## [EXERCISE REQUIREMENTS]
Every line of the listing that holds the word "circular" should be returned.

*** DATA IN THIS EXERCISE Section Begins ***

impl Log {
	pub fn new(len: u64) -> Log {
		let region = Arc::new(Region::new(ENTRIES_OFF + len as usize));
		let log = Log { region };

		log.region.atomic_u64(OFF_LEN).store(len, Ordering::Release);
		// Empty-log convention: end == tail == len until the first entry is placed
		log.region.atomic_u64(OFF_END).store(len, Ordering::Release);
		log.region.atomic_u64(OFF_TAIL).store(len, Ordering::Release);

		log
	}

	pub fn region(&self) -> Arc<Region> {
		self.region.clone()
	}

	pub fn len(&self) -> u64 {
		self.region.atomic_u64(OFF_LEN).load(Ordering::Acquire)
	}

	pub fn head(&self) -> u64 {
		self.region.atomic_u64(OFF_HEAD).load(Ordering::Acquire)
	}

	pub fn commit(&self) -> u64 {
		self.region.atomic_u64(OFF_COMMIT).load(Ordering::Acquire)
	}

	pub fn apply(&self) -> u64 {
		self.region.atomic_u64(OFF_APPLY).load(Ordering::Acquire)
	}

	pub fn end(&self) -> u64 {
		self.region.atomic_u64(OFF_END).load(Ordering::Acquire)
	}

	pub fn tail(&self) -> u64 {
		self.region.atomic_u64(OFF_TAIL).load(Ordering::Acquire)
	}

	pub fn set_head(&self, v: u64) {
		self.region.atomic_u64(OFF_HEAD).store(v, Ordering::Release);
	}

	pub fn set_apply(&self, v: u64) {
		self.region.atomic_u64(OFF_APPLY).store(v, Ordering::Release);
	}

	pub fn set_end(&self, v: u64) {
		self.region.atomic_u64(OFF_END).store(v, Ordering::Release);
	}

	pub fn set_tail(&self, v: u64) {
		self.region.atomic_u64(OFF_TAIL).store(v, Ordering::Release);
	}

	pub fn set_commit(&self, v: u64) {
		self.region.atomic_u64(OFF_COMMIT).store(v, Ordering::Release);
	}

	pub fn is_empty(&self) -> bool {
		self.end() == self.len()
	}

	pub fn fit_entry_header(&self, off: u64) -> bool {
		self.len() - off >= ENTRY_HEADER_SIZE as u64
	}

	/// True iff the full entry (header and payload) fits before the wrap boundary
	pub fn fit_entry(&self, off: u64, hdr: &EntryHeader) -> bool {
		self.len() - off >= hdr.entry_len()
	}

	/// Distance in bytes walking forward from `off` to the end offset (0 when the log is
	/// empty or off is the end)
	pub fn offset_end_distance(&self, off: u64) -> u64 {
		if self.is_empty() {
			return 0;
		}

		let end = self.end();
		if off <= end {
			end - off
		} else {
			self.len() - off + end
		}
	}

	/// Orders two offsets by their distance from the head (the circular "later than" test)
	pub fn is_offset_larger(&self, a: u64, b: u64) -> bool {
		let head = self.head();
		let len = self.len();

		let dist = |x: u64| -> u64 {
			if x >= head { x - head } else { len - head + x }
		};

		dist(a) > dist(b)
	}

	/// Advances the commit offset; the invariant head <= commit <= end (in circular order)
	/// must already hold for the new value
	pub fn advance_commit(&self, new_commit: u64) {
		debug_assert!(!self.is_offset_larger(new_commit, self.end()));
		self.set_commit(new_commit);
	}

	pub fn is_committed(&self, off: u64) -> bool {
		self.is_offset_larger(self.commit(), off)
	}

	/// Reserves space for the next entry, applying the wrap rule. Returns the entry offset
	/// and, when wrapping skipped usable space, the offset where a wrap marker must be
	/// stamped so readers follow the same jump. Must be called under the submission lock
	pub fn reserve(&self, payload_len: usize) -> (u64, Option<u64>) {
		let len = self.len();
		let entry_len = entry_len_for(payload_len);
		assert!(entry_len <= len);

		let mut end = self.end();
		let mut marker = None;

		if end == len {
			// First entry ever
			end = 0;
		} else if !self.fit_entry_header(end) {
			// Too little space even for a header; readers re-wrap implicitly
			end = 0;
		} else if end + entry_len > len {
			// Header fits but the payload does not; leave an explicit marker behind
			marker = Some(end);
			end = 0;
		}

		self.set_tail(end);
		self.set_end(end + entry_len);

		(end, marker)
	}

	/// Stamps a wrap marker at the given entry offset (see WRAP_MARK)
	pub fn stamp_wrap_marker(&self, off: u64) {
		let mut buf = [0u8; 4];
		LittleEndian::write_u32(&mut buf, WRAP_MARK);
		self.region.write_final_byte_last(ENTRIES_OFF + off as usize + HDR_DATA_SIZE, &buf);
	}

	pub fn is_wrap_marker(&self, off: u64) -> bool {
		// All four bytes of WRAP_MARK are 0xff, so observing the published last byte means
		// the whole field is visible
		let base = ENTRIES_OFF + off as usize + HDR_DATA_SIZE;
		if self.region.atomic_u8(base + 3).load(Ordering::Acquire) != 0xff {
			return false;
		}
		let mut buf = [0u8; 4];
		self.region.read(base, &mut buf);
		LittleEndian::read_u32(&buf) == WRAP_MARK
	}

	/// Fills a reserved entry: ack area zeroed, payload and header fields first, the
	/// trailing sentinel last. After this returns, the bytes at [off, off+entry_len) are
	/// the exact image replicated to the followers
	pub fn write_entry(&self, off: u64, hdr: &EntryHeader, payload: &[u8]) {
		debug_assert_eq!(hdr.data_size as usize, payload.len() + 1);

		let base = ENTRIES_OFF + off as usize;

		// A wrapped log reuses old bytes; stale ack slots must never count toward quorum
		let zeros = [0u8; ACK_AREA_SIZE];
		self.region.write(base, &zeros);

		let mut fixed = [0u8; ENTRY_HEADER_SIZE - ACK_AREA_SIZE];
		hdr.msg_vs.write_to(&mut fixed[0..VIEW_STAMP_SIZE]);
		hdr.req_canbe_exed.write_to(&mut fixed[VIEW_STAMP_SIZE..2 * VIEW_STAMP_SIZE]);
		fixed[HDR_NODE_ID - ACK_AREA_SIZE] = hdr.node_id;
		LittleEndian::write_u32(&mut fixed[HDR_DATA_SIZE - ACK_AREA_SIZE..HDR_TYPE - ACK_AREA_SIZE], hdr.data_size);
		fixed[HDR_TYPE - ACK_AREA_SIZE] = hdr.entry_type.to_u8();
		hdr.clt_id.write_to(&mut fixed[HDR_CLT_ID - ACK_AREA_SIZE..]);
		self.region.write(base + ACK_AREA_SIZE, &fixed);

		self.region.write(base + ENTRY_HEADER_SIZE, payload);

		let sentinel_off = base + ENTRY_HEADER_SIZE + payload.len();
		self.region.atomic_u8(sentinel_off).store(SENTINEL, Ordering::Release);
	}

	/// Raw data_size field, used by pollers before the header is trusted
	pub fn data_size_at(&self, off: u64) -> u32 {
		let mut buf = [0u8; 4];
		self.region.read(ENTRIES_OFF + off as usize + HDR_DATA_SIZE, &mut buf);
		LittleEndian::read_u32(&buf)
	}

	/// Checks the trailing sentinel of the entry at `off` assuming the given data_size
	pub fn sentinel_ok(&self, off: u64, data_size: u32) -> bool {
		if data_size == 0 || data_size == WRAP_MARK {
			return false;
		}
		let sentinel_off = ENTRIES_OFF + off as usize + ENTRY_HEADER_SIZE + data_size as usize - 1;
		if sentinel_off >= self.region.len() {
			return false;
		}
		self.region.atomic_u8(sentinel_off).load(Ordering::Acquire) == SENTINEL
	}

	/// Decodes the fixed header of the entry at `off`; the caller must have validated the
	/// sentinel first
	pub fn read_header(&self, off: u64) -> Option<EntryHeader> {
		let base = ENTRIES_OFF + off as usize;
		let mut buf = [0u8; ENTRY_HEADER_SIZE - ACK_AREA_SIZE];
		self.region.read(base + ACK_AREA_SIZE, &mut buf);

		Some(EntryHeader {
			msg_vs: ViewStamp::read_from(&buf[0..VIEW_STAMP_SIZE]),
			req_canbe_exed: ViewStamp::read_from(&buf[VIEW_STAMP_SIZE..2 * VIEW_STAMP_SIZE]),
			node_id: buf[HDR_NODE_ID - ACK_AREA_SIZE],
			data_size: LittleEndian::read_u32(&buf[HDR_DATA_SIZE - ACK_AREA_SIZE..HDR_TYPE - ACK_AREA_SIZE]),
			entry_type: EntryType::from_u8(buf[HDR_TYPE - ACK_AREA_SIZE])?,
			clt_id: ViewStamp::read_from(&buf[HDR_CLT_ID - ACK_AREA_SIZE..])
		})
	}

	pub fn read_payload(&self, off: u64, data_size: u32) -> Vec<u8> {
		let mut out = vec![0u8; data_size as usize - 1];
		self.region.read(ENTRIES_OFF + off as usize + ENTRY_HEADER_SIZE, &mut out);
		out
	}

	/// The full replicated image of an entry (header, payload and sentinel)
	pub fn read_entry_bytes(&self, off: u64, entry_len: u64) -> Vec<u8> {
		let mut out = vec![0u8; entry_len as usize];
		self.region.read(ENTRIES_OFF + off as usize, &mut out);
		out
	}

	/// Region offset at which peer `idx` writes its ack for the entry at `off`
	pub fn ack_slot_offset(entry_off: u64, idx: ServerIdx) -> u64 {
		ENTRIES_OFF as u64 + entry_off + (idx as u64) * ACK_SLOT_SIZE as u64
	}

	/// Region offset of the data_size field of the entry at `off` (wrap-marker writes)
	pub fn marker_field_offset(entry_off: u64) -> u64 {
		ENTRIES_OFF as u64 + entry_off + HDR_DATA_SIZE as u64
	}

	/// Reads ack slot i of the entry at `off`; returns None while the slot is empty.
	/// Slots carry idx+1 on the wire so that zero can mean "no ack yet"
	pub fn read_ack(&self, entry_off: u64, i: usize) -> Option<(ServerIdx, u64)> {
		let base = ENTRIES_OFF + entry_off as usize + i * ACK_SLOT_SIZE;

		let marker = self.region.atomic_u8(base).load(Ordering::Acquire);
		if marker == 0 {
			return None;
		}

		let mut buf = [0u8; 8];
		self.region.read(base + 1, &mut buf);
		Some((marker - 1, LittleEndian::read_u64(&buf)))
	}

	/// Enumerates entries from `start` to the current end, following wrap markers. The
	/// callback returns false to stop early
	pub fn for_each_from<F: FnMut(u64, &EntryHeader) -> bool>(&self, start: u64, mut f: F) {
		let mut off = start;

		while self.offset_end_distance(off) != 0 {
			if !self.fit_entry_header(off) || self.is_wrap_marker(off) {
				off = 0;
				continue;
			}

			let hdr = match self.read_header(off) {
				Some(h) => h,
				None => break
			};
			if hdr.data_size == 0 {
				break;
			}

			if !f(off, &hdr) {
				break;
			}
			off += hdr.entry_len();
		}
	}

	/// Enumerates committed-but-not-applied entries in order
	pub fn for_each_nc<F: FnMut(u64, &EntryHeader) -> bool>(&self, mut f: F) {
		let commit = self.commit();
		let mut off = self.apply();

		while self.is_offset_larger(commit, off) {
			if !self.fit_entry_header(off) || self.is_wrap_marker(off) {
				off = 0;
				continue;
			}

			let hdr = match self.read_header(off) {
				Some(h) => h,
				None => break
			};
			if hdr.data_size == 0 {
				break;
			}

			if !f(off, &hdr) {
				break;
			}
			off += hdr.entry_len();
		}
	}

	/// Publishes this log's not-committed entries (commit..end) into the nc buffer so a
	/// new leader can read them for reconciliation. Done while remote log access is
	/// revoked, so the snapshot is stable
	pub fn fill_nc_buf(&self) {
		let mut count = 0usize;

		self.for_each_from(self.commit(), |off, hdr| {
			if count == NC_MAX {
				return false;
			}

			let base = OFF_NC_ENTRIES + count * NC_ENTRY_SIZE;
			let mut buf = [0u8; NC_ENTRY_SIZE];
			LittleEndian::write_u64(&mut buf[0..8], hdr.msg_vs.to_key());
			LittleEndian::write_u64(&mut buf[8..16], off);
			self.region.write(base, &buf);

			count += 1;
			true
		});

		self.region.atomic_u64(OFF_NC_LEN).store(count as u64, Ordering::Release);
	}

	/// Decodes an nc buffer image fetched from a peer (len word plus entries)
	pub fn parse_nc_buf(buf: &[u8]) -> Vec<(u64, u64)> {
		let count = LittleEndian::read_u64(&buf[0..8]) as usize;
		let mut out = Vec::with_capacity(count);

		for i in 0..count.min(NC_MAX) {
			let base = 8 + i * NC_ENTRY_SIZE;
			let key = LittleEndian::read_u64(&buf[base..base + 8]);
			let off = LittleEndian::read_u64(&buf[base + 8..base + 16]);
			out.push((key, off));
		}

		out
	}
}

*** DATA IN THIS EXERCISE Section Ends ***

## [REPLY]
	/// Orders two offsets by their distance from the head (the circular "later than" test)
	/// Advances the commit offset; the invariant head <= commit <= end (in circular order)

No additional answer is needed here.